## [What to produce]
Look through the records below, and whenever a line contains "nesting", copy it.

## [Provided entries]
//! Wire-level constants and the type tag table.

/// Size of the little-endian `u32` total-size header.
pub const HEADER_SIZE: usize = 4;

/// Smallest buffer that can hold a value: header plus one tag byte.
pub const MIN_BUFFER_SIZE: usize = HEADER_SIZE + 1;

/// Largest varint value stored directly in the marker byte.
pub const VARINT_MAX_DIRECT: u64 = 0xfc;
/// Marker byte followed by a `u16`.
pub const VARINT_U16: u8 = 0xfd;
/// Marker byte followed by a `u32`.
pub const VARINT_U32: u8 = 0xfe;
/// Marker byte followed by a `u64`.
pub const VARINT_U64: u8 = 0xff;

/// Default ceiling for array/object nesting.
pub const DEFAULT_MAX_DEPTH: usize = 256;

/// One-byte discriminator in front of every encoded value.
#[derive(Debug, Clone, Copy, PartialEq, Eq, Hash)]
#[repr(u8)]
pub enum Tag {
    Null = 0x00,
    Bool = 0x01,
    Int8 = 0x02,
    Int16 = 0x03,
    Int32 = 0x04,
    Int64 = 0x05,
    UInt8 = 0x06,
    UInt16 = 0x07,
    UInt32 = 0x08,
    UInt64 = 0x09,
    Float = 0x0a,
    Double = 0x0b,
    String = 0x0c,
    Bytes = 0x0d,
    Array = 0x0e,
    Object = 0x0f,
}

impl Tag {
    /// Maps a tag byte to its kind; `None` for bytes above `0x0f`.
    pub fn from_u8(byte: u8) -> Option<Tag> {
        let tag = match byte {
            0x00 => Tag::Null,
            0x01 => Tag::Bool,
            0x02 => Tag::Int8,
            0x03 => Tag::Int16,
            0x04 => Tag::Int32,
            0x05 => Tag::Int64,
            0x06 => Tag::UInt8,
            0x07 => Tag::UInt16,
            0x08 => Tag::UInt32,
            0x09 => Tag::UInt64,
            0x0a => Tag::Float,
            0x0b => Tag::Double,
            0x0c => Tag::String,
            0x0d => Tag::Bytes,
            0x0e => Tag::Array,
            0x0f => Tag::Object,
            _ => return None,
        };
        Some(tag)
    }

    /// Payload width of fixed-size kinds. `None` for length-prefixed and
    /// container kinds.
    pub fn width(self) -> Option<usize> {
        match self {
            Tag::Null => Some(0),
            Tag::Bool | Tag::Int8 | Tag::UInt8 => Some(1),
            Tag::Int16 | Tag::UInt16 => Some(2),
            Tag::Int32 | Tag::UInt32 | Tag::Float => Some(4),
            Tag::Int64 | Tag::UInt64 | Tag::Double => Some(8),
            Tag::String | Tag::Bytes | Tag::Array | Tag::Object => None,
        }
    }

    /// Arrays and objects; the only kinds that count toward nesting depth.
    pub fn is_container(self) -> bool {
        matches!(self, Tag::Array | Tag::Object)
    }

    /// Lowercase kind name used in log fields.
    pub fn name(self) -> &'static str {
        match self {
            Tag::Null => "null",
            Tag::Bool => "bool",
            Tag::Int8 => "int8",
            Tag::Int16 => "int16",
            Tag::Int32 => "int32",
            Tag::Int64 => "int64",
            Tag::UInt8 => "uint8",
            Tag::UInt16 => "uint16",
            Tag::UInt32 => "uint32",
            Tag::UInt64 => "uint64",
            Tag::Float => "float",
            Tag::Double => "double",
            Tag::String => "string",
            Tag::Bytes => "bytes",
            Tag::Array => "array",
            Tag::Object => "object",
        }
    }
}

impl From<Tag> for u8 {
    fn from(tag: Tag) -> u8 {
        tag as u8
    }
}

## [Response area]
/// Default ceiling for array/object nesting.
    /// Arrays and objects; the only kinds that count toward nesting depth.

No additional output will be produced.